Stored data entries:
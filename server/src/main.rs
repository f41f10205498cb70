use storefront_server::core::CoreApp;

#[tokio::main]
async fn main() {
    if let Err(e) = CoreApp::run().await {
        eprintln!("\nError: {}\n", e);
        std::process::exit(1);
    }
}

WHAT TO DO →
Exactly as given, please retype all the entries.

RESULT BELOW →
filename server/src/main.rs
repository f41f10205498cb70
use storefront_server::core::CoreApp;

#[tokio::main]
async fn main() {
    if let Err(e) = CoreApp::run().await {
        eprintln!("\nError: {}\n", e);
        std::process::exit(1);
    }
}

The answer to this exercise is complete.